Other agents spend time getting introduced, like Coop, only to have absolutely no storyline in the film whatsoever. Sir James sets it up that he needs a secret weapon, an agent immune to the charms of women who can still act like catnip to them, and that's Coop. We even get a training sequence of Coop throwing off the advances of every women around him, obviously setting up his big infiltration sequence later in the movie. Except, Coop the disappears right up until the end of the film and none of the setup for his storyline goes anywhere. Believe me, this happens a lot, with plenty of plot ideas dropped then ignored, skipped over, or completely forgotten.
Of course, that all goes back to the troubled nature of the film which went through multiple directors and writers as the film was pulled together, shot, and edited. Plus, Sellers was quite unhappy with the way the film was put together and often refused to show up on set, meaning that the Tremble character, a key part of the back half of the plot, had to be stitched in via outtakes and footage meant for other sequences. Everything ends having a very rough and unfinished quality to it with nothing seaming together properly and very few things paying off the way they're supposed to.

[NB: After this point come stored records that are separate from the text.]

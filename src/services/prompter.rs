use serde::Deserialize;
use serde_json::json;

use crate::foundation::error::{ReelError, ReelResult};
use crate::services::{ScenePrompter, http_client, status_error};

pub const DEFAULT_BASE_URL: &str = "https://api.openai.com";
pub const DEFAULT_MODEL: &str = "gpt-4o";

/// Replies this short are treated as a refusal.
const MIN_PROMPT_CHARS: usize = 11;

pub struct OpenAiPrompter {
    client: reqwest::blocking::Client,
    base_url: String,
    api_key: String,
    model: String,
}

#[derive(Deserialize)]
struct ChatResponse {
    choices: Vec<Choice>,
}

#[derive(Deserialize)]
struct Choice {
    message: Message,
}

#[derive(Deserialize)]
struct Message {
    content: Option<String>,
}

impl OpenAiPrompter {
    pub fn new(
        base_url: impl Into<String>,
        api_key: impl Into<String>,
        timeout_secs: u64,
    ) -> ReelResult<Self> {
        Ok(Self {
            client: http_client(timeout_secs)?,
            base_url: base_url.into(),
            api_key: api_key.into(),
            model: DEFAULT_MODEL.to_string(),
        })
    }

    pub fn with_model(mut self, model: impl Into<String>) -> Self {
        self.model = model.into();
        self
    }
}

/// Instruction sent for one paragraph: a cinematic still set in Thailand.
pub fn instruction(paragraph: &str) -> String {
    format!(
        "The following Thai text is one scene of a cinematic short video with a distinctly Thai \
         look:\n\n\
         '{paragraph}'\n\n\
         Write a vivid English prompt for an AI image generator that shows this scene. Ground it \
         in Thai culture: traditional Thai houses, Thai clothing and local architecture, with an \
         eerie or ghostly mood where the text calls for one. Describe cinematic lighting. Do not \
         use Western settings. Aim for about 80 words.\n\n\
         English Image Prompt:"
    )
}

/// The trimmed reply, or `None` if it is too short to be a prompt.
pub fn accept_reply(reply: &str) -> Option<String> {
    let reply = reply.trim();
    (reply.chars().count() >= MIN_PROMPT_CHARS).then(|| reply.to_string())
}

impl ScenePrompter for OpenAiPrompter {
    fn scene_prompt(&self, paragraph: &str) -> ReelResult<String> {
        if paragraph.trim().is_empty() {
            return Err(ReelError::validation("no paragraph text to build a prompt from"));
        }
        let url = format!(
            "{}/v1/chat/completions",
            self.base_url.trim_end_matches('/')
        );
        let body = json!({
            "model": self.model,
            "messages": [{ "role": "user", "content": instruction(paragraph) }],
            "max_tokens": 150,
            "temperature": 0.7,
        });

        let res = self
            .client
            .post(url)
            .bearer_auth(&self.api_key)
            .json(&body)
            .send()
            .map_err(|e| ReelError::service(format!("prompt request failed: {e}")))?;
        if !res.status().is_success() {
            return Err(status_error("prompt generation", res));
        }

        let chat: ChatResponse = res
            .json()
            .map_err(|e| ReelError::service(format!("prompt response was not JSON: {e}")))?;
        let reply = chat
            .choices
            .into_iter()
            .next()
            .and_then(|c| c.message.content)
            .unwrap_or_default();
        accept_reply(&reply)
            .ok_or_else(|| ReelError::service("prompt reply was empty or too short"))
    }
}

#[cfg(test)]
mod tests {
    use super::*;

    #[test]
    fn short_replies_are_rejected() {
        assert_eq!(accept_reply("   "), None);
        assert_eq!(accept_reply("0123456789"), None);
        assert_eq!(
            accept_reply("  a misty temple  "),
            Some("a misty temple".to_string())
        );
    }

    #[test]
    fn instruction_embeds_paragraph() {
        let text = instruction("บ้านร้างกลางป่า");
        assert!(text.contains("'บ้านร้างกลางป่า'"));
        assert!(text.contains("cinematic lighting"));
        assert!(text.contains("Do not use Western settings"));
        assert!(text.ends_with("English Image Prompt:"));
    }
}
use crate::foundation::error::{ReelError, ReelResult};

/// Zero-based frame number on the output timeline.
#[derive(Clone, Copy, Debug, PartialEq, Eq, PartialOrd, Ord, Hash)]
pub struct FrameIndex(pub u64);

/// Frames-per-second represented as a rational `num/den`.
#[derive(Clone, Copy, Debug, PartialEq, Eq, serde::Serialize, serde::Deserialize)]
pub struct Fps {
    /// Numerator (frames).
    pub num: u32,
    /// Denominator (seconds), must be non-zero.
    pub den: u32,
}

impl Fps {
    /// Create a validated FPS value.
    pub fn new(num: u32, den: u32) -> ReelResult<Self> {
        if den == 0 {
            return Err(ReelError::validation("Fps den must be > 0"));
        }
        if num == 0 {
            return Err(ReelError::validation("Fps num must be > 0"));
        }
        Ok(Self { num, den })
    }

    pub fn as_f64(self) -> f64 {
        f64::from(self.num) / f64::from(self.den)
    }

    /// Convert frame count to seconds.
    pub fn frames_to_secs(self, frames: u64) -> f64 {
        (frames as f64) * f64::from(self.den) / f64::from(self.num)
    }

    /// Convert seconds to the nearest frame boundary. Negative input maps to 0.
    pub fn secs_to_frames_round(self, secs: f64) -> u64 {
        (secs * self.as_f64()).round().max(0.0) as u64
    }
}

impl Default for Fps {
    fn default() -> Self {
        Self { num: 30, den: 1 }
    }
}

/// Output canvas dimensions in pixels.
#[derive(Clone, Copy, Debug, PartialEq, Eq, serde::Serialize, serde::Deserialize)]
pub struct Canvas {
    pub width: u32,
    pub height: u32,
}

impl Canvas {
    /// 9:16 portrait, 1080x1920.
    pub const VERTICAL_HD: Canvas = Canvas {
        width: 1080,
        height: 1920,
    };

    pub fn validate(self) -> ReelResult<()> {
        if self.width == 0 || self.height == 0 {
            return Err(ReelError::validation("canvas width/height must be non-zero"));
        }
        if !self.width.is_multiple_of(2) || !self.height.is_multiple_of(2) {
            // yuv420p output needs even dimensions.
            return Err(ReelError::validation(
                "canvas width/height must be even (required for yuv420p mp4 output)",
            ));
        }
        Ok(())
    }

    pub fn aspect(self) -> f64 {
        f64::from(self.width) / f64::from(self.height)
    }

    /// Aspect ratio string in the `w:h` form image services expect (e.g. `9:16`).
    pub fn aspect_label(self) -> String {
        let g = gcd(self.width, self.height).max(1);
        format!("{}:{}", self.width / g, self.height / g)
    }
}

impl Default for Canvas {
    fn default() -> Self {
        Self::VERTICAL_HD
    }
}

fn gcd(mut a: u32, mut b: u32) -> u32 {
    while b != 0 {
        (a, b) = (b, a % b);
    }
    a
}
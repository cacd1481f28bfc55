use serde_json::json;
use tracing::debug;

use crate::foundation::error::{ReelError, ReelResult};
use crate::services::{ImageGenerator, http_client, status_error};

/// POSTs `{prompt, aspect_ratio}` and takes the response body as the image.
pub struct HttpImageGenerator {
    client: reqwest::blocking::Client,
    url: String,
}

impl HttpImageGenerator {
    pub fn new(url: impl Into<String>, timeout_secs: u64) -> ReelResult<Self> {
        Ok(Self {
            client: http_client(timeout_secs)?,
            url: url.into(),
        })
    }
}

impl ImageGenerator for HttpImageGenerator {
    fn generate(&self, prompt: &str, aspect_ratio: &str) -> ReelResult<Vec<u8>> {
        debug!(url = %self.url, aspect_ratio, "image generation request");
        let res = self
            .client
            .post(&self.url)
            .json(&json!({ "prompt": prompt, "aspect_ratio": aspect_ratio }))
            .send()
            .map_err(|e| ReelError::service(format!("image request failed: {e}")))?;
        if !res.status().is_success() {
            return Err(status_error("image generation", res));
        }

        let bytes = res
            .bytes()
            .map_err(|e| ReelError::service(format!("failed to read image response: {e}")))?;
        if bytes.is_empty() {
            return Err(ReelError::service("image service returned an empty body"));
        }
        Ok(bytes.to_vec())
    }
}
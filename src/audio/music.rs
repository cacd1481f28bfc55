use std::collections::BTreeMap;
use std::path::{Path, PathBuf};

use rand::RngCore;
use rand::seq::SliceRandom;
use tracing::{info, warn};

use crate::audio::pcm::{AudioCodec, Pcm};
use crate::foundation::error::{ReelError, ReelResult};

/// Background tracks grouped into per-topic folders under one root.
#[derive(Clone, Debug)]
pub struct MusicLibrary {
    root: PathBuf,
    topic_folders: BTreeMap<String, String>,
    default_track: PathBuf,
}

impl MusicLibrary {
    /// `default_track` is resolved against `root` unless absolute.
    pub fn new(
        root: impl Into<PathBuf>,
        topic_folders: BTreeMap<String, String>,
        default_track: impl AsRef<Path>,
    ) -> Self {
        let root = root.into();
        let default_track = root.join(default_track);
        Self {
            root,
            topic_folders,
            default_track,
        }
    }

    /// A random `.mp3` from the topic's folder, or the default track.
    pub fn pick(&self, topic: &str, rng: &mut dyn RngCore) -> PathBuf {
        let Some(folder) = self.topic_folders.get(topic) else {
            return self.default_track.clone();
        };
        let tracks = list_mp3s(&self.root.join(folder));
        tracks
            .choose(rng)
            .cloned()
            .unwrap_or_else(|| self.default_track.clone())
    }

    /// Decode the bed for `topic`, falling back to the default track if the pick is unusable.
    pub fn load_bed(
        &self,
        topic: &str,
        rng: &mut dyn RngCore,
        codec: &dyn AudioCodec,
    ) -> ReelResult<Pcm> {
        let picked = self.pick(topic, rng);
        match load_track(&picked, codec) {
            Ok(pcm) => {
                info!(track = %picked.display(), "music bed selected");
                return Ok(pcm);
            }
            Err(e) if picked != self.default_track => {
                warn!(track = %picked.display(), error = %e, "music track unusable, using default");
            }
            Err(e) => return Err(e),
        }
        load_track(&self.default_track, codec)
    }
}

fn load_track(path: &Path, codec: &dyn AudioCodec) -> ReelResult<Pcm> {
    let bytes = std::fs::read(path).map_err(|e| {
        ReelError::audio(format!("failed to read music track '{}': {e}", path.display()))
    })?;
    let pcm = codec.decode(&bytes)?;
    if pcm.is_empty() {
        return Err(ReelError::audio(format!(
            "music track '{}' decoded to no audio",
            path.display()
        )));
    }
    Ok(pcm)
}

fn list_mp3s(dir: &Path) -> Vec<PathBuf> {
    let Ok(entries) = std::fs::read_dir(dir) else {
        return Vec::new();
    };
    let mut out: Vec<PathBuf> = entries
        .filter_map(|e| e.ok().map(|e| e.path()))
        .filter(|p| {
            p.is_file()
                && p.extension()
                    .and_then(|e| e.to_str())
                    .is_some_and(|e| e.eq_ignore_ascii_case("mp3"))
        })
        .collect();
    // Stable order so a seeded rng picks the same file on every platform.
    out.sort();
    out
}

I kind of get what the producers wanted, a big, celebrity blow-out film in the vein of It's a Mad, Mad, Mad, Mad World (which had come out four years earlier to great acclaim). The fact is, though, that Casino Royale lacked all the things that made that other movie such a success, like style, or story, or even humor. This is a big, hang-out film that actively discourages you from hanging out with it. It's a rough, boring, hard watch to get through, worthy of paying attention to it only because of it's name and connection to a much more interesting franchise. If it didn't have the character of James Bond in it, Casino Royale would have been (rightly) forgotten long ago.